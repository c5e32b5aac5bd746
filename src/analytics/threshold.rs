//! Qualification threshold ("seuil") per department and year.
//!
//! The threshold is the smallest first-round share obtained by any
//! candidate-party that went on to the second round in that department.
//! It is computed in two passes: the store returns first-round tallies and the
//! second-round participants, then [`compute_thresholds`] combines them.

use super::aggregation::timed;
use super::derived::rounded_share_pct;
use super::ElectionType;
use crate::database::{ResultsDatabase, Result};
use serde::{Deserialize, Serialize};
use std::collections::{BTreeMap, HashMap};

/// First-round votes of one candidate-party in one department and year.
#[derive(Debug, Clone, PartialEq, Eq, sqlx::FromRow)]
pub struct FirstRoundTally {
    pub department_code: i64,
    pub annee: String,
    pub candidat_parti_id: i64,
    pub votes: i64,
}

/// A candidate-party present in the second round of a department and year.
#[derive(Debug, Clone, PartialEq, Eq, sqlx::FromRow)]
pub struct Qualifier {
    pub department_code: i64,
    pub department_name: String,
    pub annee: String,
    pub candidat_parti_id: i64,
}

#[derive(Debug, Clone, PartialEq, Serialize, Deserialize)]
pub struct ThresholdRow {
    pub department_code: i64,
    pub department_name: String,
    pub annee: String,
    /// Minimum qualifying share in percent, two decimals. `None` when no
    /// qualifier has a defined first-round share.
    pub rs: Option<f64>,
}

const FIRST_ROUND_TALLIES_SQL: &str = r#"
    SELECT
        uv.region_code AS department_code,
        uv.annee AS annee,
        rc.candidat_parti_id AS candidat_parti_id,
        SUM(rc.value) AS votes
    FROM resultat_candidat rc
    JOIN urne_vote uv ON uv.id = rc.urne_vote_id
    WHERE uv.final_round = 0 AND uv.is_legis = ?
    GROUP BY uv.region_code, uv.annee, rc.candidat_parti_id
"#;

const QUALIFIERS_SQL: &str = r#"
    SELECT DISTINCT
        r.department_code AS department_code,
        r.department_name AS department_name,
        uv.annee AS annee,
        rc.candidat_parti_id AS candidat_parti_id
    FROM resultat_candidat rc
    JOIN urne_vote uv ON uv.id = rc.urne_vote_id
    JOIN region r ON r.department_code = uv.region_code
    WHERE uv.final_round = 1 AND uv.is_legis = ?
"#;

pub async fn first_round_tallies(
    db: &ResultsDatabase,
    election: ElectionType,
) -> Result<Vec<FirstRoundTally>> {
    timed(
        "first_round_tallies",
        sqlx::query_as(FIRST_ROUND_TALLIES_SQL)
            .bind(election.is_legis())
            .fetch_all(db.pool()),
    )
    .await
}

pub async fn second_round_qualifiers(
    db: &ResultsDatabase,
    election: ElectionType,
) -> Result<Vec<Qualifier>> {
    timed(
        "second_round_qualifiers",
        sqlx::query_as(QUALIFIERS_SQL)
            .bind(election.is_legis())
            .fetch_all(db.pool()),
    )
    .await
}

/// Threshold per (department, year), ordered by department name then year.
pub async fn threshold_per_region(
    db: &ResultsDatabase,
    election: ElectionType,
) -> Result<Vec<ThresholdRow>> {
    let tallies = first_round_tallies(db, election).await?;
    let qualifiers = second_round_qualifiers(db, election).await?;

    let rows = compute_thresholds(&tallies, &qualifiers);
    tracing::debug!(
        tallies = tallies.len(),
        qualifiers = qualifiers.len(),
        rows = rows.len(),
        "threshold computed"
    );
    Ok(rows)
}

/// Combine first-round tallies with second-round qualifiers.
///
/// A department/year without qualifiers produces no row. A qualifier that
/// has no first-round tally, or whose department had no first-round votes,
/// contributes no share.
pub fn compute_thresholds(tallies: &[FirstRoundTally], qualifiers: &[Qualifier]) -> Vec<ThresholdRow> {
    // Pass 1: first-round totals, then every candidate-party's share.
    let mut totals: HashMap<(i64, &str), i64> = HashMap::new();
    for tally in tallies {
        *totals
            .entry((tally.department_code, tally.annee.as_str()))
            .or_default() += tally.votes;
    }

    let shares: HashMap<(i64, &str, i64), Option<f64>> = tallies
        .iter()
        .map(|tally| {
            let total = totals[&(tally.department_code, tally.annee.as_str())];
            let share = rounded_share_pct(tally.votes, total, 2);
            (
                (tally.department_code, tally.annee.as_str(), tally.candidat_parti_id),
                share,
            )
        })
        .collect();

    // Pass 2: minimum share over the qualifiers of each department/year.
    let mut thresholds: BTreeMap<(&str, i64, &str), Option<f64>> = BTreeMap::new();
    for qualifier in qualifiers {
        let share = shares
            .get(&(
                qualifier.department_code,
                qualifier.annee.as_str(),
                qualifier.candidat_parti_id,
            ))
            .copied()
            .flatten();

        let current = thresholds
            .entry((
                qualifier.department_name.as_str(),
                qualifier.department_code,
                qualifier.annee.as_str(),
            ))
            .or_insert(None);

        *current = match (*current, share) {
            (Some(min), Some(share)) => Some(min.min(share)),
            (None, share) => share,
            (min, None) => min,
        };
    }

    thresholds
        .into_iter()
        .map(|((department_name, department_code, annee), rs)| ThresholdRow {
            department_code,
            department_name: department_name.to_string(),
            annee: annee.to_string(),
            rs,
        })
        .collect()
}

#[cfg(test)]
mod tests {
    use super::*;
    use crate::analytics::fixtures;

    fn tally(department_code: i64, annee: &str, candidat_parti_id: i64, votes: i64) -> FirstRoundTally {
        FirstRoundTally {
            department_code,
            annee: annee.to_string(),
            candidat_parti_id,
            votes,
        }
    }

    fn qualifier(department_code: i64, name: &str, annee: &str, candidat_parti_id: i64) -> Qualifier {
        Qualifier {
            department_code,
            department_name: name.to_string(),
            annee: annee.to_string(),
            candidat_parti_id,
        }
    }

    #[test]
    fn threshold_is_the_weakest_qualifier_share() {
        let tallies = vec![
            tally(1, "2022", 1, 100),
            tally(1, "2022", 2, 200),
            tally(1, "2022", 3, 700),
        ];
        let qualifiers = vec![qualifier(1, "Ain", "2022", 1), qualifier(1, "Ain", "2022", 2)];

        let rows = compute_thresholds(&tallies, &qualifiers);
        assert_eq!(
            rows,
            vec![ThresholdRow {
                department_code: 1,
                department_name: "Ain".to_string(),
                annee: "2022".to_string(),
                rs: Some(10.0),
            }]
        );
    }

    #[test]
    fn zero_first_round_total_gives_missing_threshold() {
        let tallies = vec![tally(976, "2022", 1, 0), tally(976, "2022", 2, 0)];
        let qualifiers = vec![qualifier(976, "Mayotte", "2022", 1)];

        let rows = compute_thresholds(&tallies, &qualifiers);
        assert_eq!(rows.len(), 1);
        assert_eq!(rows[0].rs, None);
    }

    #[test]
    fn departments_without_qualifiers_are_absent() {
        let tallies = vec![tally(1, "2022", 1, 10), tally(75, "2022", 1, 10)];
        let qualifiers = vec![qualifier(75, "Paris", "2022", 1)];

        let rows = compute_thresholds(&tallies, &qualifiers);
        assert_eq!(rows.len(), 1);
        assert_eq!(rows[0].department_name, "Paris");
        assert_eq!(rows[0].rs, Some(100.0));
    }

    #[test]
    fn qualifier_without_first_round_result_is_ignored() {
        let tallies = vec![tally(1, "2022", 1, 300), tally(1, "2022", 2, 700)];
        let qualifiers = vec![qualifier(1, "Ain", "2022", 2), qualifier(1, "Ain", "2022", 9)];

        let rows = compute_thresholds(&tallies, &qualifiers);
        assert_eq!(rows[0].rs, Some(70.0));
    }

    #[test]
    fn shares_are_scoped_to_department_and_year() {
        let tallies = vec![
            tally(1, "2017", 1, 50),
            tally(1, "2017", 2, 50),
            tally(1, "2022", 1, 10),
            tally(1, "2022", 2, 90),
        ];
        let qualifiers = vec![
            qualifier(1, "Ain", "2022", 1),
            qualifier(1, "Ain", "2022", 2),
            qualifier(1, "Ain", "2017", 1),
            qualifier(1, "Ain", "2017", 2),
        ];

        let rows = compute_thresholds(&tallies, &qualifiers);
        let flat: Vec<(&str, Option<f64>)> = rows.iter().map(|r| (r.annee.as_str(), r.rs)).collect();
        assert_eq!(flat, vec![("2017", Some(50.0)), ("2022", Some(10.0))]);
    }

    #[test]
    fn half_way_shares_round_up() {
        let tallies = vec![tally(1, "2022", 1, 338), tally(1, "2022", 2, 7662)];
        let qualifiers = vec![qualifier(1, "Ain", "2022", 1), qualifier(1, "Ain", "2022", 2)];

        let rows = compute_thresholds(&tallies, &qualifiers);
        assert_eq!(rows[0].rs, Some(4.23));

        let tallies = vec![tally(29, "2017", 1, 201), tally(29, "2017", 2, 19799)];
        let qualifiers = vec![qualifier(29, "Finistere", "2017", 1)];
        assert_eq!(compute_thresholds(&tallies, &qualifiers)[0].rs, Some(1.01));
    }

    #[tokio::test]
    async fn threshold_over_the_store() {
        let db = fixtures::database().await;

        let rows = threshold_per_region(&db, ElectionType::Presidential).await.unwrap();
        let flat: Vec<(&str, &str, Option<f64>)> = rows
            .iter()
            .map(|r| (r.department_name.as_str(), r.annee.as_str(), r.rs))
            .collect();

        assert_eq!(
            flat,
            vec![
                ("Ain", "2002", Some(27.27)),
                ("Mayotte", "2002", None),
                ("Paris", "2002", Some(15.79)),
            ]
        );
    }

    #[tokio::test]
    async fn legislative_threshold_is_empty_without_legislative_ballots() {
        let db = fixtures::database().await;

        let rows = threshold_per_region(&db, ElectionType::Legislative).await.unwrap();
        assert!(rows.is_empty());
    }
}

- - -

## YOUR OBJECTIVE
Report the number of lines above that contain the word "then", and only that number.

## ANSWER TO THIS PROBLEM
3